▶ _Dataset entries_:

⁂

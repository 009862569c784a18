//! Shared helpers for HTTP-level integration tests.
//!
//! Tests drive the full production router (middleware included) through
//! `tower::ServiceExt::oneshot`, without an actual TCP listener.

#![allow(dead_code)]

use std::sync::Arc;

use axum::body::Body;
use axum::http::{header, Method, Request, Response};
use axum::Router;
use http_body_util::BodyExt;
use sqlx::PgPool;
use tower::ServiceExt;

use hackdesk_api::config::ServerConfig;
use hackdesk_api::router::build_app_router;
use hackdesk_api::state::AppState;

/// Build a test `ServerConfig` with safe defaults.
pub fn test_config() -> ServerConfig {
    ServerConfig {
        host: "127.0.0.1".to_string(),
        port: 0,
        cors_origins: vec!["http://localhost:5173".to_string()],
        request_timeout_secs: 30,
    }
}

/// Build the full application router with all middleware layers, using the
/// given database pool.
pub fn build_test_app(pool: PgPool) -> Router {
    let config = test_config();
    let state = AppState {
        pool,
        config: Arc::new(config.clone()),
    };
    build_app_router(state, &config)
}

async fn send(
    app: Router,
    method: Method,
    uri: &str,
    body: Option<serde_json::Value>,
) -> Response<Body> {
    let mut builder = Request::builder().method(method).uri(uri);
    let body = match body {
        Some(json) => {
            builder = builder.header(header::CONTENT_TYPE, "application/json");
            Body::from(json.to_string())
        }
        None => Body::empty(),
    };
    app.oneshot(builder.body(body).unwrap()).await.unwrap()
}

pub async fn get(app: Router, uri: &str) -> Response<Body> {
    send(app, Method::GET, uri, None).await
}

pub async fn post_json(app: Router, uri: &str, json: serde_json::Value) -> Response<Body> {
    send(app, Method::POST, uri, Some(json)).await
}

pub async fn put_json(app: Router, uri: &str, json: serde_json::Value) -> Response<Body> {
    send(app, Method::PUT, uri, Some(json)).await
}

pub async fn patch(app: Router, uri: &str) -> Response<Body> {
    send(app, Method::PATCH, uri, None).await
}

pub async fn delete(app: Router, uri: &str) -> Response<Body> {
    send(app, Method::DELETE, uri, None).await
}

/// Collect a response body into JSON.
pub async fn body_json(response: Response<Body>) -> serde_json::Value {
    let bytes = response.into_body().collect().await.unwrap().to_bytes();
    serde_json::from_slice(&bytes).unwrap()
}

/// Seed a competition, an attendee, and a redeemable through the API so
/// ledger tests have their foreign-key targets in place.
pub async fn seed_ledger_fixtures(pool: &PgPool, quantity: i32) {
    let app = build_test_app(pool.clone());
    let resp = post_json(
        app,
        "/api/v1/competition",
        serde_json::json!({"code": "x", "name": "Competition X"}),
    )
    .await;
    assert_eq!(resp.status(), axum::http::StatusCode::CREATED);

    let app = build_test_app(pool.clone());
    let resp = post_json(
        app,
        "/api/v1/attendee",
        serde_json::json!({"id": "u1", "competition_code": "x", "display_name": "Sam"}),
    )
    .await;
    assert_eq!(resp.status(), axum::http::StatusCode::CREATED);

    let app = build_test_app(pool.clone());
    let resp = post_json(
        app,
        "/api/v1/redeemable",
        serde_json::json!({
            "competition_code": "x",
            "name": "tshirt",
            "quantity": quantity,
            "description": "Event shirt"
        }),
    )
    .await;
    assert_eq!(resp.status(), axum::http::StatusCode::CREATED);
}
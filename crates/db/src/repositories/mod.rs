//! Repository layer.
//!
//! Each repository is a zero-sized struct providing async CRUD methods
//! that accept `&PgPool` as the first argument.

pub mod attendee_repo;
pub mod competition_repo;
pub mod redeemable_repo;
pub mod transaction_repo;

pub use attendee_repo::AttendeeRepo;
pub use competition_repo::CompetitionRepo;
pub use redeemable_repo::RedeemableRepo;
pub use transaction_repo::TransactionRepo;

⁂

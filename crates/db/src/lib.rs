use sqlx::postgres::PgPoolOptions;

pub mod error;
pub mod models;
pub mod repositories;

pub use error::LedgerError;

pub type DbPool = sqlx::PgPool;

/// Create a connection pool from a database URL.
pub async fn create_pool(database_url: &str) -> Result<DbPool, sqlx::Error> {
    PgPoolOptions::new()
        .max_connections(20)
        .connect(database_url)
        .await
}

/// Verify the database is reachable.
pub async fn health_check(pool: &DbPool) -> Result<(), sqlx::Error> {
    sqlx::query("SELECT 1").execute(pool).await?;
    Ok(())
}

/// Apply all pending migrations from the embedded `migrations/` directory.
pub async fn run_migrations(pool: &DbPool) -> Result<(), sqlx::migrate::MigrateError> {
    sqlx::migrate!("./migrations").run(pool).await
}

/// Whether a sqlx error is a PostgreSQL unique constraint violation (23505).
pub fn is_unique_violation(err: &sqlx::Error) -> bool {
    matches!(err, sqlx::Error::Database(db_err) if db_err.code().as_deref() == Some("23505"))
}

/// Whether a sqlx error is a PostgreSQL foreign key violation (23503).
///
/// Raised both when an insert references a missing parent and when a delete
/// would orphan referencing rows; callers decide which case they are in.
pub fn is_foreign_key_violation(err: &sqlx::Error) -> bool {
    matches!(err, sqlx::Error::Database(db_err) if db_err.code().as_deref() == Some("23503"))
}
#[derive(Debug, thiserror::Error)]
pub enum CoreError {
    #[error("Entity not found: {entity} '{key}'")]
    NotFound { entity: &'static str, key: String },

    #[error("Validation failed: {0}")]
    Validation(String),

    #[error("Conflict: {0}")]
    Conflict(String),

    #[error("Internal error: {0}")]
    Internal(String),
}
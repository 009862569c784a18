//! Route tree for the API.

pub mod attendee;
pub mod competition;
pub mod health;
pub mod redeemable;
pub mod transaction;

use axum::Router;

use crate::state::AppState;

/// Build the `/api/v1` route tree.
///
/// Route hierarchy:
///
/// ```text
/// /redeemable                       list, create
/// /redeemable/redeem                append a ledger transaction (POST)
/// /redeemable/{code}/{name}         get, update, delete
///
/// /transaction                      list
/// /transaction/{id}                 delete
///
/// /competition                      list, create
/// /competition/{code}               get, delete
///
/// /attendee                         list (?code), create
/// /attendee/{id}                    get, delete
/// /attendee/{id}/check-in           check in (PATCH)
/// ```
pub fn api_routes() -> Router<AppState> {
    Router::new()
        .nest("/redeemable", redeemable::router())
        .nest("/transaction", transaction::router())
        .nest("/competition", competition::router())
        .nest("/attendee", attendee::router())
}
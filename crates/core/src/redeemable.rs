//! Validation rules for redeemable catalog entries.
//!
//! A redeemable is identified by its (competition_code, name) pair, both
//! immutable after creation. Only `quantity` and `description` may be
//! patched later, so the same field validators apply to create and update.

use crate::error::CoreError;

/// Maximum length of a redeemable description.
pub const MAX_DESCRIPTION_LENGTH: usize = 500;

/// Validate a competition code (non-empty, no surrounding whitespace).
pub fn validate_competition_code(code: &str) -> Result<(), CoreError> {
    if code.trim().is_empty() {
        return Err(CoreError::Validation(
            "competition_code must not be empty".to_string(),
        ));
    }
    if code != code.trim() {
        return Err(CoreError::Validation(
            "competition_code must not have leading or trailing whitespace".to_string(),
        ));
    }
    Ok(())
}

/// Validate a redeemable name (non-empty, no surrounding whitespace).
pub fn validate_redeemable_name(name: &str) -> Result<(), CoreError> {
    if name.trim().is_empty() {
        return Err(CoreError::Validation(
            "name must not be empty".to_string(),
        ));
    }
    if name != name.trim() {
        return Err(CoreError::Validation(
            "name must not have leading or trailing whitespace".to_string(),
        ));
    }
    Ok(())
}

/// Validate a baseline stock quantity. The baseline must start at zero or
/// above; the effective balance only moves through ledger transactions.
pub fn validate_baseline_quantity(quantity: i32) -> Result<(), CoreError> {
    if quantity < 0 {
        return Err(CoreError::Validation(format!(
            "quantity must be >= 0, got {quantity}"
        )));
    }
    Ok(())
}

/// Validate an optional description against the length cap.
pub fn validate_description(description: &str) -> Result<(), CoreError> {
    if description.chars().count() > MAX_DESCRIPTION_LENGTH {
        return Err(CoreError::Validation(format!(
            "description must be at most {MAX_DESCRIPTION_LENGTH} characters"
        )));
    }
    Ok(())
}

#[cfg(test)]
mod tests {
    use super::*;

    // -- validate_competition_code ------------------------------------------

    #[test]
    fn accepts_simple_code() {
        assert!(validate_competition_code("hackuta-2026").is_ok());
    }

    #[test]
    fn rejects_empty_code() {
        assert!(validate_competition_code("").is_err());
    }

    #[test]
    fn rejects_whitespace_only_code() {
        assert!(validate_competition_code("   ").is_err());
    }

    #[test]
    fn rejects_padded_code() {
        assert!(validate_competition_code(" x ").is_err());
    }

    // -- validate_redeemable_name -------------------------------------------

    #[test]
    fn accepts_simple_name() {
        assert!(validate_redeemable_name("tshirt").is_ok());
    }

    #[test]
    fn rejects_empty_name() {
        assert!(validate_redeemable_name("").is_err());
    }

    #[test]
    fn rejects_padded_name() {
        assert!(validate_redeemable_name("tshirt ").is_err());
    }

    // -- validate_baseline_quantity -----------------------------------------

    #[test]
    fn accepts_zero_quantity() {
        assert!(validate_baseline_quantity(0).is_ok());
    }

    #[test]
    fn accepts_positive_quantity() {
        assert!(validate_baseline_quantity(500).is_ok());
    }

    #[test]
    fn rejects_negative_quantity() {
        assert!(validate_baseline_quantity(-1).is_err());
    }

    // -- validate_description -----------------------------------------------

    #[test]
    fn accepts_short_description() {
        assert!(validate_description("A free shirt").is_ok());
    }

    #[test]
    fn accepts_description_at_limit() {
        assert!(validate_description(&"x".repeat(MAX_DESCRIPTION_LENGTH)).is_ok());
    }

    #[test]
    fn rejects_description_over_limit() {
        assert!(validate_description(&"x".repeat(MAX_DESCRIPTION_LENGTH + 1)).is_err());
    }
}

⁂

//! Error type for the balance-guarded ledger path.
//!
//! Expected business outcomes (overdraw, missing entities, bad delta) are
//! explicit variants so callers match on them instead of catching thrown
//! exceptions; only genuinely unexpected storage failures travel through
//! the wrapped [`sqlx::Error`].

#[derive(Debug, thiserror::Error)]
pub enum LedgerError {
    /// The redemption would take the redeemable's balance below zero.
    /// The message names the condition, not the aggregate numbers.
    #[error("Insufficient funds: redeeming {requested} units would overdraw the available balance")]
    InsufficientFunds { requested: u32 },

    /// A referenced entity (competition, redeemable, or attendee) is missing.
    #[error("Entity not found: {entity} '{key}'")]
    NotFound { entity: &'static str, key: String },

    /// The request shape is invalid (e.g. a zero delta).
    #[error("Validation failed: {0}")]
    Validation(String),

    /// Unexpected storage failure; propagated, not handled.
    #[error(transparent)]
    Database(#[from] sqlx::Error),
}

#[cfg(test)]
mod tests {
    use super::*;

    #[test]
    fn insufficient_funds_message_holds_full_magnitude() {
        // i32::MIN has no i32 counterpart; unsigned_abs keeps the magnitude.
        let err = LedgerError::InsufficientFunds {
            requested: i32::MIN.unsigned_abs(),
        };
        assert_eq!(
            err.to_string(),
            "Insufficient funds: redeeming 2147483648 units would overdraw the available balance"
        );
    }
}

⁂

▶ _TO DO_: Find the lines in the records that contain the word "Some", then copy every one of them.

▶ _EXPECTED OUTPUT_:
        Some(json) => {
    send(app, Method::POST, uri, Some(json)).await
    send(app, Method::PUT, uri, Some(json)).await
    matches!(err, sqlx::Error::Database(db_err) if db_err.code().as_deref() == Some("23505"))
    matches!(err, sqlx::Error::Database(db_err) if db_err.code().as_deref() == Some("23503"))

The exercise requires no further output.